4 Questions With Jamal Joseph

Jamal Joseph
Jamal Joseph

At the National Black Writers Conference at Medgar Evers College in Brooklyn, N.Y., on Friday, filmmaker, poet, educator and former Black Panther Jamal Joseph screened his new film, Sonia Sanchez: Shake Loose Memories. In it, he uses music and poetry to explore the art, work and activism of Sanchez, a legendary poet and co-founder of the Black Arts Movement.


Joseph, who believes strongly in the power of black art and artists to bring change and justice, spoke with The Root about what filmmakers can learn from rappers' activism and the Trayvon Martin film he'd like to see.

The Root: Tell us about the history of black activism in film. If we consider the case of Trayvon Martin, what is the work that it still has to do? 

Joseph Jamal: I think black artists are faced with the same challenges that were faced during the civil rights movement. Then, you really saw people using the stage and using music to talk about what was really going on. But once Jaws was released, studios began to see that black people would go to white movies. When the studios saw that, they stopped funding the films. They started funding certain kinds of films, like comedies, or things they thought they could cross-market.

But today, technology has given us the opportunity to have digital cameras, to edit on laptops and be able to tell these stories. We have studios without walls now. Brooklyn is a back lot. Oakland is a back lot. Harlem is a back lot. Our distribution can be digital in terms of what we communicate with people. We don't have to wait for a studio or networks. We can go to college campuses and create that consciousness that is so needed in terms of black activism.

TR: Where in black art can we locate activism today? 

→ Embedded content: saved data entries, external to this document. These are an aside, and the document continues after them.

/// Evaluates a VHDL expression to a compile-time constant.
///
/// Handles integer literals, simple name lookups in the parameter environment,
/// binary arithmetic, unary negation, and parenthesized expressions. Emits an
/// E209 diagnostic and returns `None` for expressions that cannot be evaluated
/// at compile time.
pub fn eval_vhdl_expr(
    expr: &vhdl_ast::Expr,
    source_db: &SourceDb,
    interner: &Interner,
    env: &ConstEnv,
    sink: &DiagnosticSink,
) -> Option<ConstValue> {
    match expr {
        vhdl_ast::Expr::IntLiteral { span } => {
            let text = source_db.snippet(*span).replace('_', "");
            text.parse::<i64>().ok().map(ConstValue::Int)
        }
        vhdl_ast::Expr::Name(name) => {
            if !name.parts.is_empty() {
                sink.emit(errors::error_param_not_const(
                    "qualified names are not supported in constant expressions",
                    name.span,
                ));
                return None;
            }
            match env.get(&name.primary) {
                Some(val) => Some(val.clone()),
                None => {
                    let name_str = interner.resolve(name.primary);
                    sink.emit(errors::error_param_not_const(
                        &format!("unknown identifier `{name_str}`"),
                        name.span,
                    ));
                    None
                }
            }
        }
        vhdl_ast::Expr::Binary {
            left,
            op,
            right,
            span,
        } => {
            let lhs = eval_vhdl_expr(left, source_db, interner, env, sink)?;
            let rhs = eval_vhdl_expr(right, source_db, interner, env, sink)?;
            let l = const_to_i64(&lhs)?;
            let r = const_to_i64(&rhs)?;
            let op_str = vhdl_binop_str(op);
            match op_str.and_then(|s| apply_binop_i64(s, l, r)) {
                Some(result) => Some(ConstValue::Int(result)),
                None => {
                    sink.emit(errors::error_param_not_const(
                        "arithmetic overflow or unsupported operator",
                        *span,
                    ));
                    None
                }
            }
        }
        vhdl_ast::Expr::Unary {
            op: vhdl_ast::UnaryOp::Neg,
            operand,
            ..
        } => {
            let val = eval_vhdl_expr(operand, source_db, interner, env, sink)?;
            let n = const_to_i64(&val)?;
            Some(ConstValue::Int(-n))
        }
        vhdl_ast::Expr::Paren { inner, .. } => {
            eval_vhdl_expr(inner, source_db, interner, env, sink)
        }
        other => {
            sink.emit(errors::error_param_not_const(
                "non-constant expression",
                other.span(),
            ));
            None
        }
    }
}
//! Opaque ID newtypes for lookahead entities.
//!
//! [`NodeId`], [`SwitchId`], [`SegmentId`], and [`BoxId`] are thin `u32`
//! wrappers used as indices into externally-owned tables (the RRG, the
//! switch catalogue, the segment catalogue, the connection-box database).
//! They are `Copy`, `Hash`, and `Serialize`/`Deserialize`.

use serde::{Deserialize, Serialize};

macro_rules! define_id {
    ($(#[$meta:meta])* $name:ident) => {
        $(#[$meta])*
        #[derive(Clone, Copy, PartialEq, Eq, PartialOrd, Ord, Hash, Debug, Serialize, Deserialize)]
        pub struct $name(u32);

        impl $name {
            /// Creates an ID from a raw `u32` index.
            pub fn from_raw(index: u32) -> Self {
                Self(index)
            }

            /// Returns the raw `u32` index.
            pub fn as_raw(self) -> u32 {
                self.0
            }
        }

        impl std::fmt::Display for $name {
            fn fmt(&self, f: &mut std::fmt::Formatter<'_>) -> std::fmt::Result {
                write!(f, "{}", self.0)
            }
        }
    };
}

define_id!(
    /// Opaque, copyable ID for a node in the routing-resource graph.
    NodeId
);

define_id!(
    /// Opaque, copyable ID for a switch in the switch catalogue.
    SwitchId
);

define_id!(
    /// Opaque, copyable ID for a wire-segment type.
    SegmentId
);

define_id!(
    /// Opaque, copyable ID for a connection box.
    BoxId
);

JJ: What we see happening with black activism in hip-hop, for example, is that there are lots of revolutionary rappers who are doing amazing work, putting their stuff on the Internet, releasing their own music and, more importantly, getting out into their own communities and doing workshops and performing. They are letting young people know that there is an alternative voice. There isn't one way to be a rapper or an artist. Filmmakers have to do the same thing. Filmmakers have to take on these issues, and in the spirit of the African griot, it can't just be issue-driven; it has to be entertaining.


TR: What's next for you and your activism?

JJ: I'm doing a film this summer called Chapter and Verse. A situation that really concerns us is the plight of mass incarceration of our young black men. There is a one-in-three chance that they'll wind up in prison, a one-in-five chance that they'll wind up in college, a one-in-four chance that they'll wind up like Trayvon Martin and die from violence. Sometimes it will be at the hands of the police or a white racist. Oftentimes, it's from each other's hands. That's what the film will explore.


TR: If you were to make a film about the Trayvon Martin case, what angle would you take? Which part of his story would you most like to see explored?

JJ: I would like to explore the conditions and circumstances that created Zimmerman. Unless we deal with where the disease or where the cancer is coming from, then it's going to happen again and again. Also, we should explore and honor his parents for following in the footsteps of Mamie Till, Emmett Till's mom. They are saying, "We're not letting this go. You have to understand what happened to my son. America, world, you need to know what happened to my son."


But we really need to understand the mind and the circumstances that created the mind that pulled that trigger that thinks it's OK to stalk a black boy and shoot him, and also the other minds that let [Zimmerman] go with impunity. Unless we attack it from both points, unless we understand man's inhumanity to man, it will be useless.

Akoto Ofori-Atta is The Root's assistant editor.